_YOUR INSTRUCTIONS_.
Only one span of the listing below is wanted: the lines from the one with "#[derive(Debug, Clone, Copy, Default, PartialEq, Eq)]" through the one with "if let Some(limit)", reproduced exactly, both ends kept.

_TASK INPUT_.
use quire_common::ModelResult;
use tracing::trace;

use super::{operation_count, track, SelectionTarget};
use crate::node::{Attributes, NodeId};
use crate::position::{Position, Stickiness};
use crate::selection::Selection;
use crate::writer::Writer;

#[derive(Debug, Clone, Copy, Default, PartialEq, Eq)]
pub struct DeleteContentOptions {
    /// Keep the blocks at both ends of the deleted range apart.
    pub leave_unmerged: bool,
    /// Do not insert a paragraph-like element where text can no longer be
    /// typed after the deletion.
    pub do_not_autoparagraph: bool,
}

/// Delete the content of the target selection and collapse it at the
/// deletion point.
pub fn delete_content(writer: &Writer<'_>, mut target: SelectionTarget<'_>, options: DeleteContentOptions) -> ModelResult<()> {
    let mut selection = target.resolve(writer)?;
    if selection.range_count() == 0 || selection.is_collapsed() {
        return Ok(());
    }
    delete_selection(writer, &mut selection, options)?;
    target.store(writer, selection)
}

/// Delete the first range of `selection` and collapse `selection` where the
/// content used to be.
pub(crate) fn delete_selection(writer: &Writer<'_>, selection: &mut Selection, options: DeleteContentOptions) -> ModelResult<()> {
    let Some(range) = selection.first_range().cloned() else {
        return Ok(());
    };
    if range.is_collapsed() {
        return Ok(());
    }
    let model = writer.model();
    let paragraph = model.config().paragraph_like_element.clone();

    // A selection spanning several blocks and the whole of its limit
    // element is replaced with a single empty paragraph.
    let replace_in = {
        let document = model.document();
        let tree = document.tree();
        let schema = model.schema();
        match range.common_ancestor(tree) {
            Some(common) if !options.do_not_autoparagraph && !range.is_flat() => {
                let limit = schema.get_limit_element(tree, common);
                let entire = selection.contains_entire_content(tree, limit)?;
                (entire && schema.check_child(tree, limit, &paragraph)).then_some(limit)
            }
            _ => None,
        }
    };
    if let Some(limit) = replace_in {
        trace!("replacing entire content with a paragraph");
        writer.remove(writer.create_range_in(limit)?)?;
        let created = writer.create_element(paragraph.as_str(), Attributes::new())?;
        writer.insert(created, &writer.create_position_at(limit, 0)?)?;
        *selection = Selection::collapsed_at(writer.create_position_at(created, 0)?);
        return Ok(());
    }

    let since = operation_count(writer);
    let start = range.start.clone().with_stickiness(Stickiness::ToPrevious);
    let end = range.end.clone().with_stickiness(Stickiness::ToNext);

    writer.remove(range)?;
    if !options.leave_unmerged {
        merge_branches(writer, &track(writer, &start, since), &track(writer, &end, since))?;
    }

    let mut position = track(writer, &start, since).with_stickiness(Stickiness::ToNone);
    if !options.do_not_autoparagraph && should_autoparagraph(writer, &position, &paragraph) {
        let created = writer.create_element(paragraph.as_str(), Attributes::new())?;
        writer.insert(created, &position)?;
        position = writer.create_position_at(created, 0)?;
    }
    *selection = Selection::collapsed_at(position);
    Ok(())
}

/// Merge the element containing `end` into the one containing `start`, and
/// repeat one level up until both sides share a parent. Ancestors emptied
/// on the end side are removed.
fn merge_branches(writer: &Writer<'_>, start: &Position, end: &Position) -> ModelResult<()> {
    let model = writer.model();
    let (left, right, common) = {
        let document = model.document();
        let tree = document.tree();
        (start.parent(tree), end.parent(tree), start.common_ancestor(tree, end))
    };
    let (Some(mut left), Some(mut right), Some(common)) = (left, right, common) else {
        return Ok(());
    };

    loop {
        if left == right || left == common || right == common {
            return Ok(());
        }
        let (mergeable, old_parent) = {
            let document = model.document();
            let tree = document.tree();
            let schema = model.schema();
            let mergeable = !schema.is_limit(tree, left)
                && !schema.is_limit(tree, right)
                && tree.children(right).iter().all(|child| schema.check_child_node(tree, left, *child));
            (mergeable, tree.parent(right))
        };
        if !mergeable {
            return Ok(());
        }

        let after_left = writer.create_position_after(left)?;
        if after_left != writer.create_position_before(right)? {
            writer.insert(right, &after_left)?;
        }
        writer.merge(&writer.create_position_after(left)?)?;

        let mut next_right = old_parent;
        while let Some(parent) = next_right {
            let (empty, grandparent) = {
                let document = model.document();
                let tree = document.tree();
                (tree.is_empty(parent), tree.parent(parent))
            };
            if parent == common || !empty {
                break;
            }
            writer.remove(parent)?;
            next_right = grandparent;
        }

        let next_left = model.document().tree().parent(left);
        match (next_left, next_right) {
            (Some(next_left), Some(next_right)) => {
                left = next_left;
                right = next_right;
            }
            _ => return Ok(()),
        }
    }
}

fn should_autoparagraph(writer: &Writer<'_>, position: &Position, paragraph: &str) -> bool {
    let model = writer.model();
    let document = model.document();
    let tree = document.tree();
    let schema = model.schema();
    let parent: Option<NodeId> = position.parent(tree);
    parent.is_some_and(|parent| !schema.accepts_text_at(tree, position) && schema.check_child(tree, parent, paragraph))
}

_ANSWER AREA_.
#[derive(Debug, Clone, Copy, Default, PartialEq, Eq)]
pub struct DeleteContentOptions {
    /// Keep the blocks at both ends of the deleted range apart.
    pub leave_unmerged: bool,
    /// Do not insert a paragraph-like element where text can no longer be
    /// typed after the deletion.
    pub do_not_autoparagraph: bool,
}

/// Delete the content of the target selection and collapse it at the
/// deletion point.
pub fn delete_content(writer: &Writer<'_>, mut target: SelectionTarget<'_>, options: DeleteContentOptions) -> ModelResult<()> {
    let mut selection = target.resolve(writer)?;
    if selection.range_count() == 0 || selection.is_collapsed() {
        return Ok(());
    }
    delete_selection(writer, &mut selection, options)?;
    target.store(writer, selection)
}

/// Delete the first range of `selection` and collapse `selection` where the
/// content used to be.
pub(crate) fn delete_selection(writer: &Writer<'_>, selection: &mut Selection, options: DeleteContentOptions) -> ModelResult<()> {
    let Some(range) = selection.first_range().cloned() else {
        return Ok(());
    };
    if range.is_collapsed() {
        return Ok(());
    }
    let model = writer.model();
    let paragraph = model.config().paragraph_like_element.clone();

    // A selection spanning several blocks and the whole of its limit
    // element is replaced with a single empty paragraph.
    let replace_in = {
        let document = model.document();
        let tree = document.tree();
        let schema = model.schema();
        match range.common_ancestor(tree) {
            Some(common) if !options.do_not_autoparagraph && !range.is_flat() => {
                let limit = schema.get_limit_element(tree, common);
                let entire = selection.contains_entire_content(tree, limit)?;
                (entire && schema.check_child(tree, limit, &paragraph)).then_some(limit)
            }
            _ => None,
        }
    };
    if let Some(limit) = replace_in {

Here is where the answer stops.